Why now is the perfect time to ensure that you are eligible to invoke the Safe Harbour Provisions…

With all of the change and uncertainty that we are currently experiencing, the additions to our “To Do Lists” or “Action Plans” are growing every day.  But one thing that is imperative to consider at this time is whether our companies are eligible to invoke the Safe Harbour regime, if and when it is needed.

First things first – What is the Safe Harbour Regime?

It should be common knowledge that directors have a duty to prevent insolvent trading, so that a company is not incurring debts that it will be unable to pay.  At the same time, it is understood that in some situations, immediately placing a company into a formal insolvency appointment (Voluntary Administration, Liquidation) may not always be in the best interests of creditors, especially when a sale of business or restructure outside of a formal insolvency appointment may actually provide a better outcome.  Accordingly, it is now a defense against an insolvent trading claim if a director, during the time the applicable debts were incurred, was developing and taking a course of action (within certain guidelines) in which it would be reasonably likely to lead to a better outcome for the company than the immediate appointment of an Administrator or Liquidator, and the debt was incurred directly or indirectly in connection with that course of action.  Whilst myriads could be written on the form that the “course of action” could take and various considerations within the Safe Harbour Regime (which the writer is happy to discuss further if requested), before consideration can turn to these matters,  there are prerequisites which are required to be complied with in order to be protected by the Safe Harbour Legislation.

The Explanatory Memorandum issued alongside the Safe Harbour Legislation notes that “The safe harbour is intended to be available to directors acting competently and in accordance with their general director’s duties to pursue a course of action reasonably more likely to lead to a better outcome.  The new provisions contain appropriate safeguards to ensure that the safe harbour is only available to such directors”.  Accordingly, companies in the following categories are excluded from being able to participate in the Safe Harbour regime:-

  • Those companies that have not attended or are not attending to their obligations to properly pay their employees (including superannuation);
  • Those companies that have not complied with or are not complying with their taxation reporting obligations.

Whilst these categories at first blush can appear to be quite subjective, the Explanatory Memorandum goes on to clarify that “in both these cases a director will not be eligible for the safe harbour protection if the company is either serially failing to meet its obligations or there has been a serious failure by the company to substantially meet its obligations to pay employee entitlements or meet tax reporting obligations

If your company falls within one of the two exceptions, now is the time to bring the affairs back in order in order to have the option to enter into Safe Harbour, if required, in the future.

What About the Government Amendments re Insolvent Trading – Do I still need Safe Harbour?
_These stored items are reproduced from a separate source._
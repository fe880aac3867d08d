//! Maze module - static walkable/wall map
//!
//! The maze is an immutable row-major grid of [`CellKind`]s surrounded by a
//! wall border. Layouts are authored as text, one string per row:
//!
//! | Symbol | Meaning |
//! |--------|---------|
//! | `1` `#` | wall |
//! | `0` `.` space | open |
//! | `P` | open, agent spawn (exactly one) |
//! | `G` | open, pursuer spawn (1 to 4, named in row-major order) |
//!
//! Coordinates: `(gx, gy)` where gx ranges over columns (left to right) and
//! gy over rows (top to bottom).

use arrayvec::ArrayVec;

use crate::error::MazeError;
use crate::types::{CellKind, Point, CELL_SIZE, MAX_PURSUERS};

/// Built-in layout.
pub const CLASSIC_LAYOUT: [&str; 7] = [
    "1111111111",
    "1P00000G01",
    "1011110101",
    "1010G00101",
    "1010110101",
    "1G0000G001",
    "1111111111",
];

/// Immutable maze grid.
#[derive(Debug, Clone, PartialEq, Eq)]
pub struct MazeGrid {
    /// Flat array of cells, row-major order (gy * cols + gx)
    cells: Vec<CellKind>,
    cols: i32,
    rows: i32,
    cell_size: i32,
}

impl MazeGrid {
    /// Build a grid from rows of cells, validating shape and border.
    pub fn from_rows(rows: &[Vec<CellKind>], cell_size: i32) -> Result<Self, MazeError> {
        if cell_size <= 0 {
            return Err(MazeError::InvalidCellSize(cell_size));
        }
        let Some(first) = rows.first() else {
            return Err(MazeError::Empty);
        };
        let width = first.len();
        if width == 0 {
            return Err(MazeError::Empty);
        }

        let mut cells = Vec::with_capacity(width * rows.len());
        for (gy, row) in rows.iter().enumerate() {
            if row.len() != width {
                return Err(MazeError::RaggedRow {
                    row: gy,
                    expected: width,
                    actual: row.len(),
                });
            }
            cells.extend_from_slice(row);
        }

        let grid = Self {
            cells,
            cols: width as i32,
            rows: rows.len() as i32,
            cell_size,
        };
        grid.check_border()?;
        Ok(grid)
    }

    fn check_border(&self) -> Result<(), MazeError> {
        for gy in 0..self.rows {
            for gx in 0..self.cols {
                let on_border = gx == 0 || gy == 0 || gx == self.cols - 1 || gy == self.rows - 1;
                if on_border && self.cell(gx, gy) != Some(CellKind::Wall) {
                    return Err(MazeError::OpenBorder {
                        x: gx as usize,
                        y: gy as usize,
                    });
                }
            }
        }
        Ok(())
    }

    /// Calculate flat index from (gx, gy) coordinates
    #[inline(always)]
    fn index(&self, gx: i32, gy: i32) -> Option<usize> {
        if gx < 0 || gx >= self.cols || gy < 0 || gy >= self.rows {
            return None;
        }
        Some((gy as usize) * (self.cols as usize) + (gx as usize))
    }

    pub fn cols(&self) -> i32 {
        self.cols
    }

    pub fn rows(&self) -> i32 {
        self.rows
    }

    pub fn cell_size(&self) -> i32 {
        self.cell_size
    }

    /// Play-field width in pixels.
    pub fn pixel_width(&self) -> i32 {
        self.cols * self.cell_size
    }

    /// Play-field height in pixels.
    pub fn pixel_height(&self) -> i32 {
        self.rows * self.cell_size
    }

    /// Get cell at (gx, gy), `None` when out of range.
    pub fn cell(&self, gx: i32, gy: i32) -> Option<CellKind> {
        self.index(gx, gy).map(|i| self.cells[i])
    }

    /// False for walls and for anything outside the grid.
    pub fn is_walkable(&self, gx: i32, gy: i32) -> bool {
        matches!(self.cell(gx, gy), Some(CellKind::Open))
    }

    /// Grid cell containing a pixel (floor division).
    pub fn pixel_to_grid(&self, px: i32, py: i32) -> (i32, i32) {
        (px.div_euclid(self.cell_size), py.div_euclid(self.cell_size))
    }

    pub fn cell_center(&self, gx: i32, gy: i32) -> Point {
        Point::cell_center(gx, gy, self.cell_size)
    }

    /// Whether a pixel lies inside the play field.
    pub fn contains_pixel(&self, p: Point) -> bool {
        p.x >= 0 && p.x < self.pixel_width() && p.y >= 0 && p.y < self.pixel_height()
    }

    /// Whether the cell under a pixel is walkable.
    pub fn is_walkable_pixel(&self, p: Point) -> bool {
        let (gx, gy) = self.pixel_to_grid(p.x, p.y);
        self.contains_pixel(p) && self.is_walkable(gx, gy)
    }

    /// Open cells in row-major order.
    pub fn open_cells(&self) -> impl Iterator<Item = (i32, i32)> + '_ {
        let cols = self.cols;
        self.cells
            .iter()
            .enumerate()
            .filter(|(_, c)| c.is_open())
            .map(move |(i, _)| ((i as i32) % cols, (i as i32) / cols))
    }

    pub fn cells(&self) -> &[CellKind] {
        &self.cells
    }
}

/// A parsed layout: the grid plus spawn cells.
#[derive(Debug, Clone, PartialEq, Eq)]
pub struct MazeLayout {
    pub grid: MazeGrid,
    pub agent_spawn: (i32, i32),
    pub pursuer_spawns: ArrayVec<(i32, i32), MAX_PURSUERS>,
}

impl MazeLayout {
    /// The built-in layout at the default cell size.
    pub fn classic() -> Result<Self, MazeError> {
        Self::parse_rows(&CLASSIC_LAYOUT, CELL_SIZE)
    }

    /// Parse layout text (one row per line, blank lines ignored).
    pub fn parse(text: &str, cell_size: i32) -> Result<Self, MazeError> {
        let rows: Vec<&str> = text
            .lines()
            .map(|l| l.trim_end_matches('\r'))
            .filter(|l| !l.trim().is_empty())
            .collect();
        Self::parse_rows(&rows, cell_size)
    }

    pub fn parse_rows(rows: &[&str], cell_size: i32) -> Result<Self, MazeError> {
        let mut cells = Vec::with_capacity(rows.len());
        let mut agent_spawn = None;
        let mut pursuer_spawns = ArrayVec::new();

        for (gy, line) in rows.iter().enumerate() {
            let mut row = Vec::with_capacity(line.len());
            for (gx, symbol) in line.chars().enumerate() {
                let at = (gx as i32, gy as i32);
                let kind = match symbol {
                    '1' | '#' => CellKind::Wall,
                    '0' | '.' | ' ' => CellKind::Open,
                    'P' => {
                        if agent_spawn.replace(at).is_some() {
                            return Err(MazeError::DuplicateAgentSpawn { x: gx, y: gy });
                        }
                        CellKind::Open
                    }
                    'G' => {
                        if pursuer_spawns.try_push(at).is_err() {
                            return Err(MazeError::TooManyPursuers { max: MAX_PURSUERS });
                        }
                        CellKind::Open
                    }
                    other => {
                        return Err(MazeError::InvalidSymbol {
                            symbol: other,
                            x: gx,
                            y: gy,
                        })
                    }
                };
                row.push(kind);
            }
            cells.push(row);
        }

        let grid = MazeGrid::from_rows(&cells, cell_size)?;
        let agent_spawn = agent_spawn.ok_or(MazeError::MissingAgentSpawn)?;
        if pursuer_spawns.is_empty() {
            return Err(MazeError::MissingPursuerSpawn);
        }

        Ok(Self {
            grid,
            agent_spawn,
            pursuer_spawns,
        })
    }
}

#[cfg(test)]
mod tests {
    use super::*;

    fn open_box() -> MazeGrid {
        let rows = ["1111", "1001", "1001", "1111"];
        let cells: Vec<Vec<CellKind>> = rows
            .iter()
            .map(|r| {
                r.chars()
                    .map(|c| if c == '1' { CellKind::Wall } else { CellKind::Open })
                    .collect()
            })
            .collect();
        MazeGrid::from_rows(&cells, 60).unwrap()
    }

    #[test]
    fn test_index_calculation() {
        let grid = open_box();
        assert_eq!(grid.index(0, 0), Some(0));
        assert_eq!(grid.index(3, 0), Some(3));
        assert_eq!(grid.index(0, 1), Some(4));
        assert_eq!(grid.index(-1, 0), None);
        assert_eq!(grid.index(4, 0), None);
        assert_eq!(grid.index(0, 4), None);
    }

    #[test]
    fn test_walkable_queries() {
        let grid = open_box();
        assert!(grid.is_walkable(1, 1));
        assert!(grid.is_walkable(2, 2));
        assert!(!grid.is_walkable(0, 1));
        assert!(!grid.is_walkable(-1, 1));
        assert!(!grid.is_walkable(1, 17));
    }

    #[test]
    fn test_pixel_to_grid_floors() {
        let grid = open_box();
        assert_eq!(grid.pixel_to_grid(90, 90), (1, 1));
        assert_eq!(grid.pixel_to_grid(59, 60), (0, 1));
        assert_eq!(grid.pixel_to_grid(-1, 0), (-1, 0));
    }

    #[test]
    fn test_open_cells_row_major() {
        let grid = open_box();
        let open: Vec<_> = grid.open_cells().collect();
        assert_eq!(open, vec![(1, 1), (2, 1), (1, 2), (2, 2)]);
    }

    #[test]
    fn test_classic_layout_spawns() {
        let layout = MazeLayout::classic().unwrap();
        assert_eq!(layout.grid.cols(), 10);
        assert_eq!(layout.grid.rows(), 7);
        assert_eq!(layout.agent_spawn, (1, 1));
        assert_eq!(
            layout.pursuer_spawns.as_slice(),
            &[(7, 1), (4, 3), (1, 5), (6, 5)]
        );
        assert!(layout.grid.is_walkable(1, 1));
    }
}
As you may be aware, as part of the COVID -19 stimulus packages, the Federal Government has introduced amendments to the Insolvency Regime including relieving directors’ personal liability for insolvent trading for a 6 Month Period.  Given this may seem to have the same effect as entering into Safe Harbour, you may ask why you still need to be concerned about Safe Harbour eligibility given the new amendments.

However, whilst the new amendments give a reprieve (at this stage in any event) only for the current 6 Month Period… what happens after this?  Given the slowing of the economy and long-term effects that are due to be felt by the COVID-19 Crisis, it is likely that the effects to businesses as a result of same will be felt for much longer than 6 months.  Accordingly, in order to set a plan for the future and identify a course for a company’s long-term sustainability, it is likely that directors will require the Safe Harbour Protection to be in place for an extended period.

So, what do I need to do to make sure I’m protected?

Every case is different and it is important that directors obtain specific advice for their circumstances from a qualified Turnaround Specialist, but as a bare minimum it is important to confirm the status of all tax lodgments and payments and employee entitlements and if there are some issues in these areas arranging the rectification of same so as to put the company in a better position for planning and turnaround.

 

This article is intended to provide general information only in summary format on relevant issues. It does not constitute legal or financial advice, and should not be relied on as such.